On the last evening of Venn I was chatting with friends at the back of the Trinity centre. Euros Child had just played a pleasant set, easy to listen to, not too intrusive. A loud voice broke the after set silence. I assumed it was some lary drunk but it continued and I realised it was someone singing. I took a few steps to see who it was and then saw the young man in question. He was skinny, any shirt would hang loosely on his shoulders but his voice could have filled 4 bodies. Loud, in tune, his voice was straight of Depression era America, he was a crazy man Steinbeck would write about, a man possessed with the sorrow of each inarticulate man, woman and child he came across and some of them would be too fearful to listen to him, it would show their own anguish with crushing clarity. But we weren’t in that time and this is another reason why Men Daimler was so compelling. His raw emotion was an anomaly in this slick digital age. But I digress too soon. This body appeared in view, racked with singing and clapping and foot stamping. He jerked across the hall floor, each step originating from the very music he was making. He finally reached a small area that had been set up for the support performers in between the advertised acts, the sideshows I suppose they might be called. I hesitated before using that phrase; Diamler was a fully embodied performance and I guess some punters were viewing him as a spectacle. I don’t want to portray him as being that, it simply isn’t the point. Anyway, pretty much immediately he sat on a crappy chair and took up his plugged in acoustic guitar and began singing about a dead dog.

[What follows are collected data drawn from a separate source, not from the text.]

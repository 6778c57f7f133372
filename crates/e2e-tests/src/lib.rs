//! End-to-end test infrastructure for the Ansible log monitor.
//!
//! Provides a shared TestHarness backed by a local object store and helpers
//! for publishing index builds the way the build job does.

use std::collections::{BTreeMap, HashMap};
use std::path::PathBuf;
use std::sync::{Arc, Mutex};

use async_trait::async_trait;
use rand::rngs::StdRng;
use rand::{Rng, SeedableRng};

use alm_agents::{AgentError, AlertProcessor, AlertSink, Embedder};
use alm_rag::{
    BundleMetadata, ContextBuilder, IndexParams, LoaderConfig, LocalObjectStore, RagIndexLoader,
    UsearchIndex, INDEX_KEY, METADATA_KEY, POINTER_KEY,
};
use alm_types::{Alert, ErrorRecord, LogEntry};

pub const BUCKET: &str = "rag-index";
pub const MODEL: &str = "nomic-ai/nomic-embed-text-v1.5";

/// Vocabulary of [`KeywordEmbedder`]; one dimension per keyword.
pub const KEYWORDS: [&str; 6] = ["dnf", "ssh", "permission", "timeout", "disk", "template"];

/// A knowledge-base entry to publish: record id, record and its vector.
pub type Entry = (String, ErrorRecord, Vec<f32>);

/// Shared test harness for E2E tests.
///
/// The temp dir is the object store root; `root/BUCKET` is the bucket.
pub struct TestHarness {
    /// Keeps temp dir alive for the lifetime of the harness
    pub _temp_dir: tempfile::TempDir,
    pub root: PathBuf,
}

impl TestHarness {
    pub fn new() -> Self {
        let temp_dir = tempfile::TempDir::new().expect("Failed to create temp dir");
        let root = temp_dir.path().to_path_buf();
        Self {
            _temp_dir: temp_dir,
            root,
        }
    }

    pub fn bucket_dir(&self) -> PathBuf {
        self.root.join(BUCKET)
    }

    /// Loader over this harness's store.
    pub fn loader(&self, embedding_dim: usize) -> Arc<RagIndexLoader> {
        let config = LoaderConfig {
            bucket: BUCKET.to_string(),
            model_name: MODEL.to_string(),
            embedding_dim,
        };
        Arc::new(RagIndexLoader::new(
            Arc::new(LocalObjectStore::new(&self.root)),
            config,
        ))
    }

    pub fn context_builder(&self, loader: &Arc<RagIndexLoader>) -> ContextBuilder {
        ContextBuilder::new(Arc::clone(loader))
    }

    /// Write index and metadata artifacts, then flip the pointer to READY.
    pub fn publish_build(&self, build_id: &str, entries: &[Entry]) {
        let dir = self.bucket_dir();
        std::fs::create_dir_all(&dir).expect("Failed to create bucket dir");

        let dimension = entries.first().map(|(_, _, v)| v.len()).expect("empty build");
        let vectors: Vec<Vec<f32>> = entries.iter().map(|(_, _, v)| v.clone()).collect();
        UsearchIndex::from_vectors(dimension, &vectors, &IndexParams::default())
            .expect("Failed to build index")
            .save(&dir.join(INDEX_KEY))
            .expect("Failed to save index");

        let metadata = BundleMetadata {
            error_store: entries
                .iter()
                .map(|(id, record, _)| (id.clone(), record.clone()))
                .collect::<HashMap<_, _>>(),
            index_to_error_id: entries
                .iter()
                .enumerate()
                .map(|(i, (id, _, _))| (i as u64, id.clone()))
                .collect::<BTreeMap<_, _>>(),
            model_name: Some(MODEL.to_string()),
        };
        std::fs::write(
            dir.join(METADATA_KEY),
            serde_json::to_vec(&metadata).expect("Failed to serialize metadata"),
        )
        .expect("Failed to write metadata");

        self.write_pointer(serde_json::json!({
            "status": "READY",
            "build_id": build_id,
            "model_name": MODEL,
        }));
    }

    pub fn write_pointer(&self, pointer: serde_json::Value) {
        let dir = self.bucket_dir();
        std::fs::create_dir_all(&dir).expect("Failed to create bucket dir");
        std::fs::write(
            dir.join(POINTER_KEY),
            serde_json::to_vec(&pointer).expect("Failed to serialize pointer"),
        )
        .expect("Failed to write pointer");
    }
}

impl Default for TestHarness {
    fn default() -> Self {
        Self::new()
    }
}

/// Count of each [`KEYWORDS`] entry in `text`, L2-normalized.
pub fn keyword_vector(text: &str) -> Vec<f32> {
    let lower = text.to_lowercase();
    let mut vector: Vec<f32> = KEYWORDS
        .iter()
        .map(|k| lower.matches(k).count() as f32)
        .collect();
    let norm = vector.iter().map(|v| v * v).sum::<f32>().sqrt();
    if norm > 0.0 {
        vector.iter_mut().for_each(|v| *v /= norm);
    } else {
        vector.iter_mut().for_each(|v| *v = 1.0 / (KEYWORDS.len() as f32).sqrt());
    }
    vector
}

/// Knowledge base with one record per keyword.
pub fn keyword_knowledge_base(build_id: &str) -> Vec<Entry> {
    KEYWORDS
        .iter()
        .map(|keyword| {
            let record = ErrorRecord::new(format!("{keyword} failure during task"))
                .with_title(format!("{keyword} problem"))
                .with_solution(format!("Fix the {keyword} configuration"))
                .with_category("Infrastructure");
            (format!("{build_id}-{keyword}"), record, keyword_vector(keyword))
        })
        .collect()
}

/// `n` random unit vectors, reproducible from `seed`.
pub fn random_entries(build_id: &str, n: usize, dimension: usize, seed: u64) -> Vec<Entry> {
    let mut rng = StdRng::seed_from_u64(seed);
    (0..n)
        .map(|i| {
            let mut v: Vec<f32> = (0..dimension).map(|_| rng.random_range(-1.0..1.0)).collect();
            let norm = v.iter().map(|x| x * x).sum::<f32>().sqrt().max(f32::EPSILON);
            v.iter_mut().for_each(|x| *x /= norm);
            let record = ErrorRecord::new(format!("synthetic error {i}"));
            (format!("{build_id}-r{i}"), record, v)
        })
        .collect()
}

/// Embeds by keyword counts; see [`keyword_vector`].
pub struct KeywordEmbedder;

#[async_trait]
impl Embedder for KeywordEmbedder {
    fn dimension(&self) -> usize {
        KEYWORDS.len()
    }

    async fn embed(&self, text: &str) -> Result<Vec<f32>, AgentError> {
        Ok(keyword_vector(text))
    }
}

/// Processor that retrieves context for the entry message.
pub struct RetrievingProcessor {
    pub builder: ContextBuilder,
}

#[async_trait]
impl AlertProcessor for RetrievingProcessor {
    async fn process(&self, label: &str, entry: &LogEntry) -> Result<Alert, AgentError> {
        let context =
            alm_agents::retrieve_cheat_sheet_context(&KeywordEmbedder, &self.builder, &entry.message, 1)
                .await?;
        let mut alert = Alert::new(entry.clone()).with_cluster(label);
        alert.log_summary = Some(entry.message.clone());
        alert.context_for_solution = Some(context);
        Ok(alert)
    }
}

/// Sink keeping every persisted batch in memory.
#[derive(Default)]
pub struct MemorySink {
    batches: Mutex<Vec<Vec<Alert>>>,
}

impl MemorySink {
    pub fn batches(&self) -> Vec<Vec<Alert>> {
        self.batches.lock().expect("sink lock").clone()
    }
}

#[async_trait]
impl AlertSink for MemorySink {
    async fn persist(&self, alerts: &[Alert]) -> Result<(), AgentError> {
        self.batches.lock().expect("sink lock").push(alerts.to_vec());
        Ok(())
    }
}

/// Ansible run log with two failing tasks and one ignored failure.
pub const SAMPLE_LOG: &str = r#"PLAY [webservers] **************************************************************

TASK [Gathering Facts] *********************************************************
ok: [web1]
ok: [web2]

TASK [Install packages] ********************************************************
Tuesday 14 October 2025  10:00:00 +0000 (0:00:01.234)       0:00:05.678 *******
fatal: [web1]: FAILED! => {"changed": false, "msg": "Failed to download metadata for repo: dnf cache is locked"}
ok: [web2]

TASK [Clean disk cache] ********************************************************
fatal: [web2]: FAILED! => {"changed": false, "msg": "disk quota exceeded"}
...ignoring

TASK [Copy keys] ***************************************************************
fatal: [web2]: UNREACHABLE! => {"changed": false, "msg": "Failed to connect to the host via ssh: Connection refused", "unreachable": true}

PLAY RECAP *********************************************************************
web1                       : ok=1    changed=0    unreachable=0    failed=1
web2                       : ok=2    changed=0    unreachable=1    failed=0    ignored=1
"#;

‘Well, I hope you’re in dog heaven
And you’re barking on a cloud’
Jesus, he was wrestling his guitar in grief and couldn’t keep still on his chair. Every cell in his body was belting out this little song. The very absence of ironic posturing convinced me that it had to have that kind of irony whereby the performer knows that putting so much into a piece like this is kind of funny but nonetheless means it so badly. In another song he shoutcried,
‘I know I’m gonna feel better one day’
Both he and the audience believed and doubted this lyric- he was brutally mocking the parental mantra that nothing lasts forever. It was one desperate near insane despair that contorted his body to fling out those bludgeoning words. My friend Barry’s face expressed all that was feeling when listening to this guy- wonder and excitement. We just looked at each other, incredulous this mesmerising happening that was makng both us remember and feel things from our barely known pasts.

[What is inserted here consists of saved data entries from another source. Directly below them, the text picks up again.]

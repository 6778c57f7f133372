//! Agent-layer error types.

use thiserror::Error;

use alm_rag::{RagError, StoreError};

/// Errors raised by capabilities and batch processing.
#[derive(Debug, Error)]
pub enum AgentError {
    /// Embedding service request failed
    #[error("Embedding request failed: {0}")]
    Embedding(String),

    /// Embedding service answered with a non-success status
    #[error("Embedding service returned HTTP {status}: {body}")]
    EmbeddingStatus { status: u16, body: String },

    /// A capability returned something that could not be parsed
    #[error("Invalid response: {0}")]
    InvalidResponse(String),

    #[error("Embedding dimension mismatch: expected {expected}, got {actual}")]
    DimensionMismatch { expected: usize, actual: usize },

    #[error("RAG error: {0}")]
    Rag(#[from] RagError),

    #[error("Object store error: {0}")]
    Store(#[from] StoreError),

    #[error("LLM request failed: {0}")]
    Llm(String),

    #[error("Log source error: {0}")]
    LogSource(String),

    #[error("Failed to persist alerts: {0}")]
    Persist(String),

    /// One cluster's processing failed
    #[error("Processing cluster '{label}' failed: {message}")]
    Processing { label: String, message: String },

    #[error("Invalid input: {0}")]
    InvalidInput(String),

    #[error("Invalid configuration: {0}")]
    Config(String),
}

He introduced each number in a distracted emotionally exhausted but strangely affected way but I can’t fault the guy on that, I don’t know how one could speak normally after doing what he does. I heard that he performed with a paper bag over his head in the gig before this and I can understand why. He was naked up there. At the end of his set the audience didn’t move. We were stunned: didn’t know where to move or what to say. Diamler suddenly jumped up and, arms waving, he ran over to the other side of the room yelling that he wanted to finish his set on a particular chord which he duly struck on a piano that happened to be lying about. I didn’t see him after that, and I don’t think I would recognise him now. He looked like an everyday sort of bloke you might pass every morning on your way to work.
Beautiful
i agreee, totally. So nice to see and read your text Hannah
LL xx
Thirded. x x x
ps : If you want to know what he looks like there’s a pic in my coverage of the QuWack festival.
…and in their eyes I would be ragged and strange and like the Prophet who has walked across the land to bring the dark Word, and the only Word I had was “Wow!”